** Data extracts follows **

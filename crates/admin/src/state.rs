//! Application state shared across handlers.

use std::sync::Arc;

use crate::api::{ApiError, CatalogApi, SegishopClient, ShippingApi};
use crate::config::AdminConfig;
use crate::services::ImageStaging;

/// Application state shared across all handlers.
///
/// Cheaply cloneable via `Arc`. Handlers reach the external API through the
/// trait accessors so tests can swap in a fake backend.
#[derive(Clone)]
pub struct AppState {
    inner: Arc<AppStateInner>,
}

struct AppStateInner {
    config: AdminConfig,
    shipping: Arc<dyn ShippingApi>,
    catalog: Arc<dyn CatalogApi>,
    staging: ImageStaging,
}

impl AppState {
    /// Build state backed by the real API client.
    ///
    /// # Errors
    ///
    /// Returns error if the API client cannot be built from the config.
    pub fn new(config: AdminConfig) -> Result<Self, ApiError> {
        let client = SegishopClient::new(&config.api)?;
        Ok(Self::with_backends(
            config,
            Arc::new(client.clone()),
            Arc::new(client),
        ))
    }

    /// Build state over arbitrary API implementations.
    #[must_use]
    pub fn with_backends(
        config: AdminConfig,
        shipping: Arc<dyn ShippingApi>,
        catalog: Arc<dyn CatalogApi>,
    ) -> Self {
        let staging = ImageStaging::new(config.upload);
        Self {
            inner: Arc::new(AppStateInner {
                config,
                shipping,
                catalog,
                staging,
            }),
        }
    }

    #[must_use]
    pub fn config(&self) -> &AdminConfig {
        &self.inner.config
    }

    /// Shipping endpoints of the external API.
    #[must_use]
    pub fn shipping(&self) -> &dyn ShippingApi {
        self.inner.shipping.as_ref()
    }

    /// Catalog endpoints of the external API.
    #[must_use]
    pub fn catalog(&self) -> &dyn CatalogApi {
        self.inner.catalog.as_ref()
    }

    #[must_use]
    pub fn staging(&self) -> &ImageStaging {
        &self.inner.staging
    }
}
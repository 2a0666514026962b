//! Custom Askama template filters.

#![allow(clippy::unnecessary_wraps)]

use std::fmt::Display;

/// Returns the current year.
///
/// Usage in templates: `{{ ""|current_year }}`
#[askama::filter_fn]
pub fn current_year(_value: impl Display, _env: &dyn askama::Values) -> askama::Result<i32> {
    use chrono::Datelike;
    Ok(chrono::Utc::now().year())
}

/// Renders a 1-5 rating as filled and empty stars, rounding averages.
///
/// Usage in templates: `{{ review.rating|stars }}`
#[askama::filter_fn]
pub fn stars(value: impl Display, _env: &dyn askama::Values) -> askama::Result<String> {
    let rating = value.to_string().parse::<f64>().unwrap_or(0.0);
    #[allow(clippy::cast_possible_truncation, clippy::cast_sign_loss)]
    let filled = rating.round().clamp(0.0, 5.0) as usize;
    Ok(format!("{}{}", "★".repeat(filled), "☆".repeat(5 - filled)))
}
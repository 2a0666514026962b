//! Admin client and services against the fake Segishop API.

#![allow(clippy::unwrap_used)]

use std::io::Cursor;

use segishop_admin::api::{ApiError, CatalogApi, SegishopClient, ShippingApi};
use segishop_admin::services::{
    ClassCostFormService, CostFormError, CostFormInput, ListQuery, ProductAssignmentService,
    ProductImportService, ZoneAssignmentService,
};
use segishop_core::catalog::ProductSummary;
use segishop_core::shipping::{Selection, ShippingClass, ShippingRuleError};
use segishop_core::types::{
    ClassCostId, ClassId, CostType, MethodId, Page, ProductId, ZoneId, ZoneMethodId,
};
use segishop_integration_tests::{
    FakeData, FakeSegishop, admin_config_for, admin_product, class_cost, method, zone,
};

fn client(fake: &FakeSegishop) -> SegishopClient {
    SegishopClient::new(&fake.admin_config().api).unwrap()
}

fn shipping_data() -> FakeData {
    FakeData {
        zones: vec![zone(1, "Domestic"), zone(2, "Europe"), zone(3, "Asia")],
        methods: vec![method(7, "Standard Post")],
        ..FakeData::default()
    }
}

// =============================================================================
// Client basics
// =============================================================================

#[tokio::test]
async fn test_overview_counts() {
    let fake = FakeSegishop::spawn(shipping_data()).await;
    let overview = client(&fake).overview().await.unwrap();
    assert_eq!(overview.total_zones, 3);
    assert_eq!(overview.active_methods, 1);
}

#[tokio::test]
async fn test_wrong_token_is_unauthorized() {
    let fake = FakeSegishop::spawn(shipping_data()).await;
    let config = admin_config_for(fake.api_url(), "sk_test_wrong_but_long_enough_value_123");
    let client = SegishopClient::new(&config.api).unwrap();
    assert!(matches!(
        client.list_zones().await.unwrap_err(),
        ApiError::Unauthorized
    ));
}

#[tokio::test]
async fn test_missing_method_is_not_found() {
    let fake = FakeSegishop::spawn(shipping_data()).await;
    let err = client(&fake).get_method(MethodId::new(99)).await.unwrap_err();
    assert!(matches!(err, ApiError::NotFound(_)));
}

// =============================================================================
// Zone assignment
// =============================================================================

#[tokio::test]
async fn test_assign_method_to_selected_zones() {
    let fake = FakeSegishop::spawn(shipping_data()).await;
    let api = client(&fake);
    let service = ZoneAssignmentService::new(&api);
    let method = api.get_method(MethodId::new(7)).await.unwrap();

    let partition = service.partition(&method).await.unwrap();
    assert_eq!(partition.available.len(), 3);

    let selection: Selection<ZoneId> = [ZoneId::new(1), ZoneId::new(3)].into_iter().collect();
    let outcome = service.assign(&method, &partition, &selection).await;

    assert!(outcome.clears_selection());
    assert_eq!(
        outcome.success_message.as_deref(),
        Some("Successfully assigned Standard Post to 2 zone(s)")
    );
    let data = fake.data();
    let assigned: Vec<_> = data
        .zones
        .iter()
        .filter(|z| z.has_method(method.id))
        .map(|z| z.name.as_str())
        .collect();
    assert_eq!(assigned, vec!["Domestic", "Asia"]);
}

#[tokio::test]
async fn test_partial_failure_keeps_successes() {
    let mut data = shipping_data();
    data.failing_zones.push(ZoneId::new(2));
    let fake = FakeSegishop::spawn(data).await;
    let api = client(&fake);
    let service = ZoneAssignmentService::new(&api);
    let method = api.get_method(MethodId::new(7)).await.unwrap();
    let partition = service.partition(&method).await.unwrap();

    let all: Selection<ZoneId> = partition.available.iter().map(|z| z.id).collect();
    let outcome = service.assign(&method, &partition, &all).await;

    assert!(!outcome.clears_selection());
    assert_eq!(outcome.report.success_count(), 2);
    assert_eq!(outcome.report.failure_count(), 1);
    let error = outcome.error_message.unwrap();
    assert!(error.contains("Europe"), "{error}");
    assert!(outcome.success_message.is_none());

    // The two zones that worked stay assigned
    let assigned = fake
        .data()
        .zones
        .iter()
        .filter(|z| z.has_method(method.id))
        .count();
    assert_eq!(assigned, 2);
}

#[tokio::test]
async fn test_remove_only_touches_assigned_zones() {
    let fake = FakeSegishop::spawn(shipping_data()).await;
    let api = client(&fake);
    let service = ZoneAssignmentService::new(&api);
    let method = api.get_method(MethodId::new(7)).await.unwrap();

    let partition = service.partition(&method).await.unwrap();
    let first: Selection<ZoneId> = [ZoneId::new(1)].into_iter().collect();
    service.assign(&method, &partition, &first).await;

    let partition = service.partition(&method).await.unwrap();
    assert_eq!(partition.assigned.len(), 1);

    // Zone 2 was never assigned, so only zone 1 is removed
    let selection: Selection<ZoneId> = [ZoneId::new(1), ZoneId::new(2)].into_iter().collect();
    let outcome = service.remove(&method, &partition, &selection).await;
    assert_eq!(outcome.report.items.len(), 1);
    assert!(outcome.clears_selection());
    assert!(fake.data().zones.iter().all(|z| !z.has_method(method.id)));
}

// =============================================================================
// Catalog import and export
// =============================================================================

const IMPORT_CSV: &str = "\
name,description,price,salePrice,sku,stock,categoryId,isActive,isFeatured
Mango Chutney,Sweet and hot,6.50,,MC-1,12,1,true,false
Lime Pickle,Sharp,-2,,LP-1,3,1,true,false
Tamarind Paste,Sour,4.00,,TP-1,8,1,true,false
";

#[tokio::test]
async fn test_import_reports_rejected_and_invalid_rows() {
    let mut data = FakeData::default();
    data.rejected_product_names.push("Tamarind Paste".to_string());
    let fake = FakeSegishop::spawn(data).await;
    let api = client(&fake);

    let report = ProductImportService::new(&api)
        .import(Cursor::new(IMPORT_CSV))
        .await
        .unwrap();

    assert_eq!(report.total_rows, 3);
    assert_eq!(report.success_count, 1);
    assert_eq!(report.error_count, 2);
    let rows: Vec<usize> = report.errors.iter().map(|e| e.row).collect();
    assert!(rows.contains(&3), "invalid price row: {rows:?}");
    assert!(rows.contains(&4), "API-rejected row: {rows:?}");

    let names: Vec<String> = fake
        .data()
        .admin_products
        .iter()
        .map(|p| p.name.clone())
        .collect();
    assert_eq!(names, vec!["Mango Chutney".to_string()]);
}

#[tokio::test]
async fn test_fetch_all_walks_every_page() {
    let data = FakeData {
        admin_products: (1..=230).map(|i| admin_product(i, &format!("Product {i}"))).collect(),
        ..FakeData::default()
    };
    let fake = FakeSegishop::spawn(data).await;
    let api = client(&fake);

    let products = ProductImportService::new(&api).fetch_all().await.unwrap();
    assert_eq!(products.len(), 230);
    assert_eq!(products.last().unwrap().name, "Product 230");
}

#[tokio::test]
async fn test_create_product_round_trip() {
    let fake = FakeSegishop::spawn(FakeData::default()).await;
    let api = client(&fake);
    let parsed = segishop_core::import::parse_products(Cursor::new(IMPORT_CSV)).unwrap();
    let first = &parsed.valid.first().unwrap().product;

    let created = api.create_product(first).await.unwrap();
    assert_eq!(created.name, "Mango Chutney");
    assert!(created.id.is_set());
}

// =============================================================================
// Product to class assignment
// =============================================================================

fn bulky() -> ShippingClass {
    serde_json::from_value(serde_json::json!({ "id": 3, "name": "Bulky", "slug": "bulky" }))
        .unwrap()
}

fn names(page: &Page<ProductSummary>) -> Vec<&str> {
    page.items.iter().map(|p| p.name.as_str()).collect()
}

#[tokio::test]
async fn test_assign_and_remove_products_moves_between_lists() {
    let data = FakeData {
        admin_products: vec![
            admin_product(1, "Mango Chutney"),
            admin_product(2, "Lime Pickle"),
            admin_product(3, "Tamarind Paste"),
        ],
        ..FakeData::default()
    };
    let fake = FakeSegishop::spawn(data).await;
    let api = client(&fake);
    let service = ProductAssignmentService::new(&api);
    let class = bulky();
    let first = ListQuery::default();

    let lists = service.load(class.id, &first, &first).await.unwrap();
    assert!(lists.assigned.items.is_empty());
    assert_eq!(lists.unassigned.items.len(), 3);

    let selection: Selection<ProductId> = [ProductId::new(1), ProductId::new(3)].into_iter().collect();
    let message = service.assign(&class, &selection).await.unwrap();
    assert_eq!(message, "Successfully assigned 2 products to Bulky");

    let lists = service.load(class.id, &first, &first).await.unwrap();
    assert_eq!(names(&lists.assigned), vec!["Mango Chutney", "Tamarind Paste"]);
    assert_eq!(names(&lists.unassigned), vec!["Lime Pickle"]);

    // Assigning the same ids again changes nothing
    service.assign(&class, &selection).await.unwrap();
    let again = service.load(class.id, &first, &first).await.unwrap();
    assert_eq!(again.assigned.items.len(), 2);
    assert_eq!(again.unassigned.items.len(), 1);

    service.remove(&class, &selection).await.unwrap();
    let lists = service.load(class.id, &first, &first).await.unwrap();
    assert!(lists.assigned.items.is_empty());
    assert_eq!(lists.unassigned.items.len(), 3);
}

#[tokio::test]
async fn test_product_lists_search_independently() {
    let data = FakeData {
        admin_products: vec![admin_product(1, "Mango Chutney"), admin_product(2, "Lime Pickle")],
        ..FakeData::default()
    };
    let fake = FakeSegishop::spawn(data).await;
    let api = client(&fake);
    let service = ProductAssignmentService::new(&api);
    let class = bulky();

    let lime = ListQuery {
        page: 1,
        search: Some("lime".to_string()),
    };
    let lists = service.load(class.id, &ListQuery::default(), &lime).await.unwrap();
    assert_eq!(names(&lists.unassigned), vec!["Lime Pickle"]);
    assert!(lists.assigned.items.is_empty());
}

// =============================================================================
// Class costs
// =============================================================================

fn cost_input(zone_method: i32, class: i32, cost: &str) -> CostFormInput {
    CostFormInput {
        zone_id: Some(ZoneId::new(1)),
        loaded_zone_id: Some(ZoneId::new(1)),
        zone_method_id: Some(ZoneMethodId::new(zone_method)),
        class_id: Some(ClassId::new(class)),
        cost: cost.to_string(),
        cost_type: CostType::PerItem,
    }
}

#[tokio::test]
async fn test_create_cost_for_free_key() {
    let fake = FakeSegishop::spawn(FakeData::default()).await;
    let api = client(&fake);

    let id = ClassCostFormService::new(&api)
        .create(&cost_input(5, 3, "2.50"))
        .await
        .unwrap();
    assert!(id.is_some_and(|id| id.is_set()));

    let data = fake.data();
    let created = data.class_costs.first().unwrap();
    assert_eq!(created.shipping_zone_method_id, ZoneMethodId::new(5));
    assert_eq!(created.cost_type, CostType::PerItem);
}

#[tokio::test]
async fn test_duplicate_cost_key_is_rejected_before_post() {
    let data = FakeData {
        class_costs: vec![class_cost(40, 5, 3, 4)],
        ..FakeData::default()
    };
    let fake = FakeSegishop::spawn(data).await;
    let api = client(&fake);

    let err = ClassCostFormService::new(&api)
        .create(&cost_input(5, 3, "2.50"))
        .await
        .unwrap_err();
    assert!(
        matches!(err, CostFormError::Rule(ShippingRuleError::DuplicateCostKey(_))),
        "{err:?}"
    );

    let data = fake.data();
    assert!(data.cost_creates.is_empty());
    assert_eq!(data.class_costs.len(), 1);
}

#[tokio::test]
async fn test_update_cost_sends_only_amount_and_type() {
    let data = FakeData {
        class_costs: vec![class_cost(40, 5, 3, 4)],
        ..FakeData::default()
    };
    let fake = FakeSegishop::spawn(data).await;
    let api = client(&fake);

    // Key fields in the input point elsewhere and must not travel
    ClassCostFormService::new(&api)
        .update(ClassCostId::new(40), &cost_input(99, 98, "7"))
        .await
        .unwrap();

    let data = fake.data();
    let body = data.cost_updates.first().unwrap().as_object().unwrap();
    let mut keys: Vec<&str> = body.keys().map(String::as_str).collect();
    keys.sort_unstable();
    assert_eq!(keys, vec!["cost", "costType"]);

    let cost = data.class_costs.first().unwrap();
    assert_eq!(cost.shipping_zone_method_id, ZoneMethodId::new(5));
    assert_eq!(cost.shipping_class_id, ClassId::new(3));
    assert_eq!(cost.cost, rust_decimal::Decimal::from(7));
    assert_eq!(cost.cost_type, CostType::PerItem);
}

** End of Data extracts **

- **Task to carry out**: Lines of the listing above that hold the string "Application" should each be copied.

- **Result of the exercise**:
//! Application state shared across handlers.
/// Application state shared across all handlers.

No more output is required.